Records for the exercise:
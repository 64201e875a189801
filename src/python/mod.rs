use climgrid_core::python::core;
use pyo3::prelude::*;
use pyo3::wrap_pymodule;
use std::ffi::CString;

#[pymodule]
#[pyo3(name = "_lib")]
fn climgrid(m: &Bound<'_, PyModule>) -> PyResult<()> {
    m.add("__version__", env!("CARGO_PKG_VERSION"))?;
    m.add_wrapped(wrap_pymodule!(core))?;

    set_path(m, "climgrid._lib.core", "core")?;

    Ok(())
}

fn set_path(m: &Bound<'_, PyModule>, path: &str, module: &str) -> PyResult<()> {
    let code = CString::new(format!(
        "\
import sys
sys.modules['{path}'] = {module}
    "
    ))
    .map_err(|e| pyo3::exceptions::PyValueError::new_err(e.to_string()))?;
    m.py().run(code.as_c_str(), None, Some(&m.dict()))
}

Assignment: Take every line from the records above that has the word "python" and copy it.

Exercise solution:
filename src/python/mod.rs
use climgrid_core::python::core;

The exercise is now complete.